Tiene cuatro meses de embarazo. Su piel es morena “como los cueros de su tambor” en alusión a aquella canción colombiana, y su sonrisa es amarga, pero amplia. Lina cuenta que a diario camina dos horas por entre los peñascos para llegar a este socavón artesanal y, con costal en mano, espera que le repartan parte de la tierra que ella lavará para extraer el oro.
En la boca de esta mina que no está conectada a los socavones de Zijin, una imagen de la Virgen del Carmen y otra de San Antonio tiznadas por el hollín y alumbradas con una veladora, son los guardianes de ese túnel. Antes de entrar cada minero se santigua, y al salir, como en un acto de agradecimiento, las tocan y se echan la bendición.
Allí, en la puerta de la mina, otras mujeres y niños como Lina se agolpan a esperar la tierra que les corresponde. Como si se tratara de un ritual, esperan cada palada de tierra después de una ronda en la que todos ven ir y volver la pala del hombre que les reparte el lodo en partes iguales. Les llaman chatarreros, y en la escala minera son los que menos dinero ganan.
“Semanal me gano $156 mil. De ahí tengo que sacar para comer, pagar las mulas que me suben la tierra y el arriendo”, cuenta Lina con un tremendo sinsabor.
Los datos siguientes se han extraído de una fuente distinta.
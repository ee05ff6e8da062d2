use std::ops::RangeInclusive;

use globset::{GlobBuilder, GlobMatcher};

use super::*;

/// Parses an integer in any of the bases the CLI accepts (`0x`, `0o`,
/// `0b`, decimal).
pub fn parse_int(text: &str) -> Option<u32> {
    let text = text.trim();
    if let Some(hex) = text.strip_prefix("0x").or_else(|| text.strip_prefix("0X")) {
        u32::from_str_radix(hex, 16).ok()
    } else if let Some(oct) = text.strip_prefix("0o").or_else(|| text.strip_prefix("0O")) {
        u32::from_str_radix(oct, 8).ok()
    } else if let Some(bin) = text.strip_prefix("0b").or_else(|| text.strip_prefix("0B")) {
        u32::from_str_radix(bin, 2).ok()
    } else {
        text.parse().ok()
    }
}

/// Parses a comma-separated list of values and inclusive `low-high`
/// ranges, e.g. `0x1-0x5,7`.
pub fn parse_ranges(text: &str) -> Result<Vec<RangeInclusive<u32>>> {
    let mut ranges = Vec::new();
    for part in text.split(',') {
        let bad = || StageError::Unpack(format!("invalid range '{part}'"));
        match part.split_once('-') {
            Some((low, high)) => {
                let low = parse_int(low).ok_or_else(bad)?;
                let high = parse_int(high).ok_or_else(bad)?;
                ranges.push(low..=high);
            }
            None => {
                let v = parse_int(part).ok_or_else(bad)?;
                ranges.push(v..=v);
            }
        }
    }
    Ok(ranges)
}

fn in_ranges(ranges: &[RangeInclusive<u32>], value: u32) -> bool {
    ranges.is_empty() || ranges.iter().any(|r| r.contains(&value))
}

/// Object-level predicate evaluated against directory entries (or bare
/// objects, for the embedded case). Every empty criterion passes.
#[derive(Default)]
pub struct ObjectFilter {
    names: Vec<GlobMatcher>,
    pub delim: Option<char>,
    pub nonascii: Option<char>,
    pub locations: Vec<RangeInclusive<u32>>,
    pub types: Vec<RangeInclusive<u32>>,
    pub statuses: Vec<RangeInclusive<u32>>,
    pub versions: Vec<RangeInclusive<u32>>,
    pub stores: Vec<RangeInclusive<u32>>,
    pub min_size: Option<u32>,
    pub max_size: Option<u32>,
}

impl ObjectFilter {
    pub fn new() -> ObjectFilter {
        ObjectFilter {
            delim: Some('.'),
            nonascii: Some('_'),
            ..ObjectFilter::default()
        }
    }

    /// Adds a case-insensitive glob the object name may match.
    pub fn add_name_pattern(&mut self, pattern: &str) -> Result<()> {
        let glob = GlobBuilder::new(pattern)
            .case_insensitive(true)
            .build()
            .map_err(|e| StageError::Unpack(format!("invalid name pattern: {e}")))?;
        self.names.push(glob.compile_matcher());
        Ok(())
    }

    pub fn matches_entry(&self, entry: &DirectoryEntry) -> bool {
        self.matches_common(entry) && in_ranges(&self.statuses, entry.status as u32)
    }

    /// Embedded objects have no directory slot; a status criterion can
    /// therefore never match one.
    pub fn matches_object(&self, object: &Object) -> bool {
        self.statuses.is_empty() && self.matches_common(&DirectoryEntry::from_object(object))
    }

    fn matches_common(&self, entry: &DirectoryEntry) -> bool {
        if !self.names.is_empty() {
            let name = entry.id.render_name(self.delim, self.nonascii);
            if !self.names.iter().any(|g| g.is_match(&name)) {
                return false;
            }
        }
        in_ranges(&self.locations, entry.id.location as u32)
            && in_ranges(&self.types, entry.id.object_type as u32)
            && in_ranges(&self.versions, entry.version.version_value() as u32)
            && in_ranges(&self.stores, entry.version.store_candidacy() as u32)
            && self.min_size.map_or(true, |min| entry.length as u32 >= min)
            && self.max_size.map_or(true, |max| entry.length as u32 <= max)
    }
}

/// One way of naming segment types on the command line: by variant name
/// or by raw `st` value.
#[derive(Debug, Clone, Copy, PartialEq, Eq)]
pub enum SegmentSelector {
    Kind(SegmentKind),
    Type(u8),
}

impl SegmentSelector {
    /// Parses either a type value or a (case-insensitive) variant name.
    pub fn parse(text: &str) -> Result<SegmentSelector> {
        if let Some(value) = parse_int(text) {
            if value > u8::MAX as u32 {
                return Err(StageError::Unpack(format!(
                    "segment type {value:#x} does not fit a byte"
                )));
            }
            return Ok(SegmentSelector::Type(value as u8));
        }
        SegmentKind::all()
            .iter()
            .find(|k| k.name().eq_ignore_ascii_case(text))
            .map(|k| SegmentSelector::Kind(*k))
            .ok_or_else(|| StageError::Unpack(format!("'{text}' unknown segment type")))
    }

    fn matches(&self, segment: &Segment) -> bool {
        match self {
            SegmentSelector::Kind(kind) => segment.kind() == *kind,
            SegmentSelector::Type(st) => segment.seg_type() == Some(*st),
        }
    }
}

/// Segment-level predicate.
#[derive(Default)]
pub struct SegmentFilter {
    pub selectors: Vec<SegmentSelector>,
    pub min_size: Option<u32>,
    pub max_size: Option<u32>,
}

impl SegmentFilter {
    pub fn matches(&self, segment: &Segment) -> bool {
        if !self.selectors.is_empty() && !self.selectors.iter().any(|s| s.matches(segment)) {
            return false;
        }
        let sl = segment.seg_length().unwrap_or(0) as u32;
        self.min_size.map_or(true, |min| sl >= min) && self.max_size.map_or(true, |max| sl <= max)
    }
}

/// `key[=[value]]` attribute condition: bare keys test presence, keyed
/// values test equality (numerically when both sides parse as numbers).
#[derive(Debug, Clone)]
pub struct AttrCond {
    pub name: String,
    pub value: Option<String>,
    pub int_value: Option<u64>,
}

impl AttrCond {
    pub fn parse(text: &str) -> AttrCond {
        match text.split_once('=') {
            Some((name, value)) => AttrCond {
                name: name.to_string(),
                value: Some(value.to_string()),
                int_value: parse_int(value).map(|v| v as u64),
            },
            None => AttrCond {
                name: text.to_string(),
                value: None,
                int_value: None,
            },
        }
    }

    fn matches(&self, segment: &Segment) -> bool {
        let attrs = segment.attributes();
        let Some((_, value)) = attrs.iter().find(|(name, _)| *name == self.name) else {
            return false;
        };
        let Some(expect) = &self.value else {
            // Presence is enough.
            return true;
        };
        match value.as_int() {
            Some(actual) => Some(actual) == self.int_value,
            None => value.to_string() == *expect,
        }
    }
}

/// All conditions must hold for a segment to pass.
#[derive(Default)]
pub struct AttributeFilter {
    pub conds: Vec<AttrCond>,
}

impl AttributeFilter {
    pub fn matches(&self, segment: &Segment) -> bool {
        self.conds.iter().all(|cond| cond.matches(segment))
    }
}

#[cfg(test)]
mod tests {
    use super::*;
    use crate::stage::object::sample_object_bytes;

    fn entry(name: &[u8], length: u16, status: u16) -> DirectoryEntry {
        DirectoryEntry {
            id: ObjectID {
                name: Some(name.to_vec()),
                location: 0x04,
                object_type: 0x0c,
            },
            status,
            length,
            version: VersionID::new(0x20, 0x02),
            ..DirectoryEntry::default()
        }
    }

    fn navigate_segment() -> Segment {
        let object = Object::unpack(&sample_object_bytes(
            b"TEST",
            &[0x71, 0x05, 0x00, 0xaa, 0xbb],
        ))
        .unwrap();
        SegmentFactory::new()
            .parse_segments(&object)
            .next()
            .unwrap()
    }

    #[test]
    fn parse_int_bases() {
        assert_eq!(parse_int("16"), Some(16));
        assert_eq!(parse_int("0x10"), Some(16));
        assert_eq!(parse_int("0o20"), Some(16));
        assert_eq!(parse_int("0b10000"), Some(16));
        assert_eq!(parse_int("zap"), None);
    }

    #[test]
    fn parse_ranges_mixed() {
        let ranges = parse_ranges("0x1-0x3,7").unwrap();
        assert_eq!(ranges, vec![1..=3, 7..=7]);
        assert!(parse_ranges("1-x").is_err());
    }

    #[test]
    fn name_glob_is_case_insensitive() {
        let mut filter = ObjectFilter::new();
        filter.add_name_pattern("hello*").unwrap();
        assert!(filter.matches_entry(&entry(b"HELLO", 40, 0)));
        assert!(!filter.matches_entry(&entry(b"WORLD", 40, 0)));
    }

    #[test]
    fn range_and_size_criteria() {
        let mut filter = ObjectFilter::new();
        filter.types = parse_ranges("0xc").unwrap();
        filter.min_size = Some(30);
        filter.max_size = Some(50);
        assert!(filter.matches_entry(&entry(b"A", 40, 0)));
        assert!(!filter.matches_entry(&entry(b"A", 20, 0)));
        filter.types = parse_ranges("0x1-0x5").unwrap();
        assert!(!filter.matches_entry(&entry(b"A", 40, 0)));
    }

    #[test]
    fn status_filter_never_matches_bare_objects() {
        let mut filter = ObjectFilter::new();
        let object =
            Object::unpack(&sample_object_bytes(b"TEST", &[0x71, 0x04, 0x00, 0x01])).unwrap();
        assert!(filter.matches_object(&object));
        filter.statuses = parse_ranges("0").unwrap();
        assert!(!filter.matches_object(&object));
    }

    #[test]
    fn segment_selector_by_name_and_value() {
        let seg = navigate_segment();
        assert!(SegmentSelector::parse("navigate")
            .unwrap()
            .matches(&seg));
        assert!(SegmentSelector::parse("0x71").unwrap().matches(&seg));
        assert!(!SegmentSelector::parse("ProgramCall").unwrap().matches(&seg));
        assert!(SegmentSelector::parse("NoSuchSegment").is_err());
    }

    #[test]
    fn segment_size_bounds() {
        let seg = navigate_segment();
        let filter = SegmentFilter {
            min_size: Some(4),
            max_size: Some(8),
            ..SegmentFilter::default()
        };
        assert!(filter.matches(&seg));
        let filter = SegmentFilter {
            min_size: Some(6),
            ..SegmentFilter::default()
        };
        assert!(!filter.matches(&seg));
    }

    #[test]
    fn attribute_presence_and_equality() {
        let seg = navigate_segment();
        let filter = AttributeFilter {
            conds: vec![AttrCond::parse("data")],
        };
        assert!(filter.matches(&seg));
        let filter = AttributeFilter {
            conds: vec![AttrCond::parse("parm")],
        };
        assert!(!filter.matches(&seg));

        // Navigate's data renders as hex bytes.
        let filter = AttributeFilter {
            conds: vec![AttrCond::parse("data=aa bb")],
        };
        assert!(filter.matches(&seg));
        let filter = AttributeFilter {
            conds: vec![AttrCond::parse("data=aa cc")],
        };
        assert!(!filter.matches(&seg));
    }
}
Al lado de Lina, otro minero se queja de los atropellos de la Policía. Mientras alimenta a sus dos perros con arroz que le sobró del almuerzo, dice que no entiende por qué el atropello. “Ayer vino la Policía y nos quemó unas maquinitas para extraer el oro y nos dañaron los búfalos (máquinas para llevar oxígeno a la mina). No somos delincuentes, somos mineros ancestrales que tratamos de ganarnos la vida con lo poco que sacamos”, dice el minero de piel ajada y manos curtidas por el pico y la pala.
En las estrechas calles de Buriticá no cabe una moto más. Están parqueadas a lado y lado de las empinadas vías y estorban tanto que los buses deben pasar despacio tratando de no dañarlas. Son de alto cilindraje conseguidas por jóvenes. Algunas pueden costar hasta $18 millones que “los muchachos” consiguen con una o dos entradas a los túneles clandestinos.
Aunque Buriticá es un municipio catalogado por sus mismos habitantes como el pueblo de las dos f (feo y faldudo), los lujos ya hacen parte de la ropa de los mineros jóvenes. Con la plata se compran los tenis más caros, la camiseta más llamativa, el jean más roto. Por eso, ya se ven los almacenes en los que un par de zapatos cuestan $1’500.000 y hay cliente quien los compre.
Estos nuevos mineros, los jóvenes, los extravagantes, los que hacen rugir sus motos en las lomas, dividieron el pueblo en dos:#al lado izquierdo de la iglesia se hacen con sus cadenas llamativas;#y unas cuadras más abajo, las casas donde estos mineros jóvenes desfogan los deseos sexuales reprimidos por 40 días en los socavones y que son saciados por mujeres locales y foráneas.
Al otro lado, frente a la iglesia están los mineros de siempre, los de botas de caucho y camisas de botones raídas por el paso del tiempo. Se emborrachan, juegan billar y toman aguardiente. Aun así, ninguno de los grupos de mineros se mira con recelo. Ambos saben que comparten la misma lucha por el oro. Ambos entran a las entrañas de la tierra por el metal precioso que se esconde bajo las montañas de Buriticá.
Zijin llegó en 2016
Datos del ministerio de Minas y Energía registran que bajo las montañas de Buriticá se esconde una de las vetas de minerales más grande de Colombia (la segunda en el orden nacional). Esta situación cambió desde hace varias décadas la vocación del pueblo que pasó de la agricultura a la minería, que inicialmente fue artesanal.
La empresa multinacional china Zijin explota desde 2016 las minas de Buriticá, pero entró en funcionamiento oficial desde 2020, en un evento que fue acompañado por el entonces presidente, Iván Duque. Según datos de la empresa minera, pueden sacar “2.500 toneladas de material por día y producir hasta 240.000 onzas de oro por año”.